Atheism is once again the rage. These religious fads come and go like skirt lengths or medical trends. When I was a child, everyone I knew had had his tonsils out. My mother was more conservative: The tonsils were there for a reason, she said, so why remove them without a good reason? A later generation of physicians have assured me that, on balance, my mother made the right decision, though by now the pendulum may have swung back to universal tonsillectomies.
My mother, without knowing it, was making a backward argument from design. God or Nature would not have given us tonsils unless they served a purpose, which implies the reverse that the universe is so well constructed that there must be a design—and a designer. The natural order is one of the arguments most frequently employed to prove the existence of god. (I am going to use the lower-case g for just any deity and restrict the upper-case version for the Creator of heaven and earth worshiped by believing Jews and Christians.) “The heavens declare the glory of God,” sings the psalmist, and nonbelievers have no excuse, says Saint Paul, because “the invisible things of him from the creation of the world are clearly seen, being understood by the things that are made.” This would not be so, argues Saint Thomas, unless it were possible to demonstrate God’s existence through His works.

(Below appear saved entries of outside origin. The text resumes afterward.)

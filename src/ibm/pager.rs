//! Cursor-based pager shared by every list operation

use futures::stream::{self, Stream};
use reqwest::Url;

use crate::config::api::START_PARAM;
use crate::error::{PsError, Result};
use crate::ibm::traits::{Page, PageFetcher, PagedRequest};

/// Item type produced by a fetcher for a request type
pub type PageItem<C, Q> = <<C as PageFetcher<Q>>::Page as Page>::Item;

/// Walks a list endpoint page by page, following `_start` cursors
///
/// `get_next` takes `&mut self`, so one pager serves one caller at a time.
pub struct Pager<'c, C, Q>
where
    C: PageFetcher<Q>,
    Q: PagedRequest,
{
    client: &'c C,
    request: Q,
    has_next: bool,
}

impl<'c, C, Q> Pager<'c, C, Q>
where
    C: PageFetcher<Q>,
    Q: PagedRequest,
{
    /// Create a pager over a private copy of `request`
    ///
    /// Fails if the request already carries a cursor.
    pub fn new(client: &'c C, request: &Q) -> Result<Self> {
        if request.start().is_some_and(|s| !s.is_empty()) {
            return Err(PsError::invalid("the 'start' field should not be set"));
        }
        let mut request = request.clone();
        request.set_start(None);
        Ok(Self {
            client,
            request,
            has_next: true,
        })
    }

    /// Whether another page may be fetched
    pub fn has_next(&self) -> bool {
        self.has_next
    }

    /// Fetch the next page and advance the cursor
    ///
    /// On error nothing is advanced, so calling again retries the same page.
    pub async fn get_next(&mut self) -> Result<Vec<PageItem<C, Q>>> {
        if !self.has_next {
            return Err(PsError::Exhausted);
        }

        let page = self
            .client
            .fetch_page(&self.request)
            .await?
            .ok_or_else(|| PsError::Pagination("empty response body".to_string()))?;

        let next = match page.next_link() {
            Some(link) => start_from_link(link)?,
            None => None,
        };

        self.has_next = next.is_some();
        self.request.set_start(next);
        Ok(page.into_items())
    }

    /// Fetch every remaining page and concatenate the items
    pub async fn get_all(&mut self) -> Result<Vec<PageItem<C, Q>>> {
        let mut all = Vec::new();
        while self.has_next {
            all.extend(self.get_next().await?);
        }
        Ok(all)
    }

    /// Turn the pager into a stream of pages
    ///
    /// The stream ends after the terminal page, or after yielding the first error.
    pub fn into_stream(self) -> impl Stream<Item = Result<Vec<PageItem<C, Q>>>> + 'c
    where
        Q: 'c,
    {
        stream::unfold(Some(self), |state| async move {
            let mut pager = state?;
            if !pager.has_next() {
                return None;
            }
            match pager.get_next().await {
                Ok(items) => Some((Ok(items), Some(pager))),
                Err(e) => Some((Err(e), None)),
            }
        })
    }
}

/// Extract the `_start` cursor from a `next` link
///
/// Relative links (`/v1/things?_start=x`, `ibm.com?_start=x`) are accepted.
/// `Ok(None)` means the link carries no cursor; an empty `_start=` counts
/// as none. A cursor with a malformed percent-escape is rejected.
pub fn start_from_link(link: &str) -> Result<Option<String>> {
    let url = Url::parse("http://localhost/")
        .and_then(|base| base.join(link))
        .map_err(|e| PsError::Pagination(format!("invalid next link '{}': {}", link, e)))?;

    let raw = url.query().unwrap_or_default().split('&').find_map(|pair| {
        let (name, value) = pair.split_once('=').unwrap_or((pair, ""));
        (name == START_PARAM).then_some(value)
    });
    if raw.is_some_and(has_invalid_escape) {
        return Err(PsError::Pagination(format!(
            "invalid '{}' value in next link '{}'",
            START_PARAM, link
        )));
    }

    Ok(url
        .query_pairs()
        .find(|(name, _)| name == START_PARAM)
        .map(|(_, value)| value.into_owned())
        .filter(|value| !value.is_empty()))
}

/// `%` not followed by two hex digits
fn has_invalid_escape(raw: &str) -> bool {
    let bytes = raw.as_bytes();
    bytes.iter().enumerate().any(|(i, &b)| {
        b == b'%'
            && !(bytes.get(i + 1).is_some_and(u8::is_ascii_hexdigit)
                && bytes.get(i + 2).is_some_and(u8::is_ascii_hexdigit))
    })
}

#[cfg(test)]
mod tests {
    use super::*;
    use futures::StreamExt;
    use std::collections::VecDeque;
    use std::sync::Mutex;

    #[derive(Clone, Default, Debug)]
    struct TestRequest {
        account_id: String,
        start: Option<String>,
    }

    impl PagedRequest for TestRequest {
        fn start(&self) -> Option<&str> {
            self.start.as_deref()
        }

        fn set_start(&mut self, start: Option<String>) {
            self.start = start;
        }
    }

    struct TestPage {
        next: Option<String>,
        items: Vec<&'static str>,
    }

    impl Page for TestPage {
        type Item = &'static str;

        fn next_link(&self) -> Option<&str> {
            self.next.as_deref()
        }

        fn into_items(self) -> Vec<&'static str> {
            self.items
        }
    }

    /// Replays scripted responses and records the cursor of every call
    #[derive(Default)]
    struct ScriptedFetcher {
        responses: Mutex<VecDeque<Result<Option<TestPage>>>>,
        calls: Mutex<Vec<Option<String>>>,
    }

    impl ScriptedFetcher {
        fn with(responses: Vec<Result<Option<TestPage>>>) -> Self {
            Self {
                responses: Mutex::new(responses.into()),
                calls: Mutex::new(Vec::new()),
            }
        }

        fn calls(&self) -> Vec<Option<String>> {
            self.calls.lock().unwrap().clone()
        }
    }

    impl PageFetcher<TestRequest> for ScriptedFetcher {
        type Page = TestPage;

        async fn fetch_page(&self, request: &TestRequest) -> Result<Option<TestPage>> {
            self.calls.lock().unwrap().push(request.start.clone());
            self.responses
                .lock()
                .unwrap()
                .pop_front()
                .expect("unexpected fetch")
        }
    }

    fn page(next: Option<&str>, items: &[&'static str]) -> Result<Option<TestPage>> {
        Ok(Some(TestPage {
            next: next.map(str::to_string),
            items: items.to_vec(),
        }))
    }

    fn request() -> TestRequest {
        TestRequest {
            account_id: "testString".to_string(),
            start: None,
        }
    }

    #[test]
    fn test_start_from_absolute_link() {
        assert_eq!(
            start_from_link("https://myhost.com/somePath?_start=1").unwrap(),
            Some("1".to_string())
        );
    }

    #[test]
    fn test_start_from_host_without_scheme() {
        assert_eq!(
            start_from_link("ibm.com?_start=abc-123").unwrap(),
            Some("abc-123".to_string())
        );
    }

    #[test]
    fn test_start_from_relative_link_without_cursor() {
        let link = "/v1/billing-reports-snapshots?_limit=10&account_id=272b9a4f73e11030d0ba037daee47a35&month=2023-06";
        assert_eq!(start_from_link(link).unwrap(), None);
        assert_eq!(start_from_link("ibm.com").unwrap(), None);
    }

    #[test]
    fn test_start_from_link_decodes_value() {
        assert_eq!(
            start_from_link("/v2/accounts/a/users?limit=1&_start=a%2Fb%3D").unwrap(),
            Some("a/b=".to_string())
        );
    }

    #[test]
    fn test_start_from_unparseable_link() {
        assert!(matches!(
            start_from_link("http://[::1"),
            Err(PsError::Pagination(_))
        ));
    }

    #[test]
    fn test_start_from_link_empty_cursor() {
        assert_eq!(start_from_link("/x?_start=").unwrap(), None);
        assert_eq!(
            start_from_link("/v2/accounts/a/users?limit=1&_start=").unwrap(),
            None
        );
        assert_eq!(start_from_link("/x?_start").unwrap(), None);
    }

    #[test]
    fn test_start_from_link_malformed_escape() {
        for link in ["/x?_start=%zz", "/x?limit=1&_start=abc%2", "/x?_start=%"] {
            assert!(
                matches!(start_from_link(link), Err(PsError::Pagination(_))),
                "{} should be rejected",
                link
            );
        }
        // Malformed escapes in other parameters are not our concern
        assert_eq!(
            start_from_link("/x?search=%zz&_start=ok").unwrap(),
            Some("ok".to_string())
        );
    }

    #[tokio::test]
    async fn test_empty_cursor_in_next_link_terminates() {
        let fetcher = ScriptedFetcher::with(vec![page(
            Some("/v2/accounts/a/users?limit=1&_start="),
            &["a"],
        )]);
        let mut pager = Pager::new(&fetcher, &request()).unwrap();

        assert_eq!(pager.get_all().await.unwrap(), vec!["a"]);
        assert!(!pager.has_next());
        assert!(matches!(pager.get_next().await, Err(PsError::Exhausted)));
        assert_eq!(fetcher.calls(), vec![None]);
    }

    #[test]
    fn test_new_rejects_preset_start() {
        let fetcher = ScriptedFetcher::default();
        let mut req = request();
        req.start = Some("abc".to_string());
        match Pager::new(&fetcher, &req) {
            Err(PsError::InvalidArgument(msg)) => assert!(msg.contains("'start'")),
            Err(e) => panic!("Expected InvalidArgument, got {:?}", e),
            Ok(_) => panic!("Expected InvalidArgument"),
        }
        assert!(fetcher.calls().is_empty());
    }

    #[test]
    fn test_new_accepts_empty_start() {
        let fetcher = ScriptedFetcher::default();
        let mut req = request();
        req.start = Some(String::new());
        let pager = Pager::new(&fetcher, &req).unwrap();
        assert!(pager.has_next());
    }

    #[tokio::test]
    async fn test_get_next_two_pages_then_exhausted() {
        let fetcher = ScriptedFetcher::with(vec![
            page(Some("https://myhost.com/somePath?_start=1"), &["a"]),
            page(None, &["b"]),
        ]);
        let req = request();
        let mut pager = Pager::new(&fetcher, &req).unwrap();

        assert!(pager.has_next());
        assert_eq!(pager.get_next().await.unwrap(), vec!["a"]);
        assert!(pager.has_next());
        assert_eq!(pager.get_next().await.unwrap(), vec!["b"]);
        assert!(!pager.has_next());

        assert!(matches!(pager.get_next().await, Err(PsError::Exhausted)));
        assert_eq!(fetcher.calls(), vec![None, Some("1".to_string())]);
        assert!(req.start.is_none());
    }

    #[tokio::test]
    async fn test_get_all_concatenates_in_order() {
        let fetcher = ScriptedFetcher::with(vec![
            page(Some("ibm.com?_start=p2"), &["a", "b"]),
            page(Some("ibm.com?_start=p3"), &[]),
            page(Some("ibm.com?_start=p4"), &["c"]),
            page(None, &["d", "e"]),
        ]);
        let mut pager = Pager::new(&fetcher, &request()).unwrap();

        let all = pager.get_all().await.unwrap();
        assert_eq!(all, vec!["a", "b", "c", "d", "e"]);
        assert!(!pager.has_next());
        assert_eq!(
            fetcher.calls(),
            vec![
                None,
                Some("p2".to_string()),
                Some("p3".to_string()),
                Some("p4".to_string())
            ]
        );
    }

    #[tokio::test]
    async fn test_single_page_without_next() {
        let fetcher = ScriptedFetcher::with(vec![page(None, &["x", "y", "z"])]);
        let mut pager = Pager::new(&fetcher, &request()).unwrap();

        assert!(pager.has_next());
        assert_eq!(pager.get_next().await.unwrap().len(), 3);
        assert!(!pager.has_next());
    }

    #[tokio::test]
    async fn test_next_link_without_start_terminates() {
        let fetcher = ScriptedFetcher::with(vec![page(
            Some("/v1/billing-reports-snapshots?_limit=10&month=2023-06"),
            &["a"],
        )]);
        let mut pager = Pager::new(&fetcher, &request()).unwrap();

        assert_eq!(pager.get_all().await.unwrap(), vec!["a"]);
        assert!(!pager.has_next());
        assert_eq!(fetcher.calls().len(), 1);
    }

    #[tokio::test]
    async fn test_failed_fetch_retries_same_cursor() {
        let fetcher = ScriptedFetcher::with(vec![
            page(Some("ibm.com?_start=next-1"), &["a"]),
            Err(PsError::Api {
                status: 500,
                message: "boom".to_string(),
            }),
            page(None, &["b"]),
        ]);
        let mut pager = Pager::new(&fetcher, &request()).unwrap();

        pager.get_next().await.unwrap();
        assert!(matches!(
            pager.get_next().await,
            Err(PsError::Api { status: 500, .. })
        ));
        assert!(pager.has_next());
        assert_eq!(pager.get_next().await.unwrap(), vec!["b"]);
        assert_eq!(
            fetcher.calls(),
            vec![
                None,
                Some("next-1".to_string()),
                Some("next-1".to_string())
            ]
        );
    }

    #[tokio::test]
    async fn test_get_all_returns_first_error() {
        let fetcher = ScriptedFetcher::with(vec![
            page(Some("ibm.com?_start=2"), &["a"]),
            Err(PsError::Json("bad".to_string())),
        ]);
        let mut pager = Pager::new(&fetcher, &request()).unwrap();

        assert!(matches!(pager.get_all().await, Err(PsError::Json(_))));
        assert!(pager.has_next());
    }

    #[tokio::test]
    async fn test_empty_body_is_pagination_error() {
        let fetcher = ScriptedFetcher::with(vec![Ok(None)]);
        let mut pager = Pager::new(&fetcher, &request()).unwrap();

        assert!(matches!(
            pager.get_next().await,
            Err(PsError::Pagination(_))
        ));
        assert!(pager.has_next());
    }

    #[tokio::test]
    async fn test_unparseable_next_link_keeps_state() {
        let fetcher = ScriptedFetcher::with(vec![
            page(Some("http://[::1"), &["a"]),
            page(None, &["a"]),
        ]);
        let mut pager = Pager::new(&fetcher, &request()).unwrap();

        assert!(matches!(
            pager.get_next().await,
            Err(PsError::Pagination(_))
        ));
        assert!(pager.has_next());
        pager.get_next().await.unwrap();
        assert_eq!(fetcher.calls(), vec![None, None]);
    }

    #[tokio::test]
    async fn test_into_stream_yields_pages() {
        let fetcher = ScriptedFetcher::with(vec![
            page(Some("ibm.com?_start=2"), &["a", "b"]),
            page(None, &["c"]),
        ]);
        let pager = Pager::new(&fetcher, &request()).unwrap();

        let pages: Vec<_> = pager.into_stream().collect().await;
        assert_eq!(pages.len(), 2);
        assert_eq!(pages[0].as_ref().unwrap(), &vec!["a", "b"]);
        assert_eq!(pages[1].as_ref().unwrap(), &vec!["c"]);
    }

    #[tokio::test]
    async fn test_into_stream_stops_after_error() {
        let fetcher = ScriptedFetcher::with(vec![
            page(Some("ibm.com?_start=2"), &["a"]),
            Err(PsError::Json("bad".to_string())),
        ]);
        let pager = Pager::new(&fetcher, &request()).unwrap();

        let pages: Vec<_> = pager.into_stream().collect().await;
        assert_eq!(pages.len(), 2);
        assert!(pages[0].is_ok());
        assert!(pages[1].is_err());
        assert_eq!(fetcher.calls().len(), 2);
    }

    #[test]
    fn test_request_fields_untouched() {
        let fetcher = ScriptedFetcher::default();
        let req = request();
        let pager = Pager::new(&fetcher, &req).unwrap();
        assert_eq!(pager.request.account_id, "testString");
    }
}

More recent variations on this proof include intelligent-design theory, which incorporates evidence from the modern sciences to reach the same conclusion, and the “anthropic principle,” which argues backward from human consciousness to a Creator Who guides the evolution of this consciousness. Growing up as an atheist, I heard many of these “proofs,” and none of them ever impressed me much. Biologists and physicists have gone a long way toward eliminating the need for a creator, even the Newtonian watchmaker who wound up the world and walked away, letting it go on ticking until the end of time.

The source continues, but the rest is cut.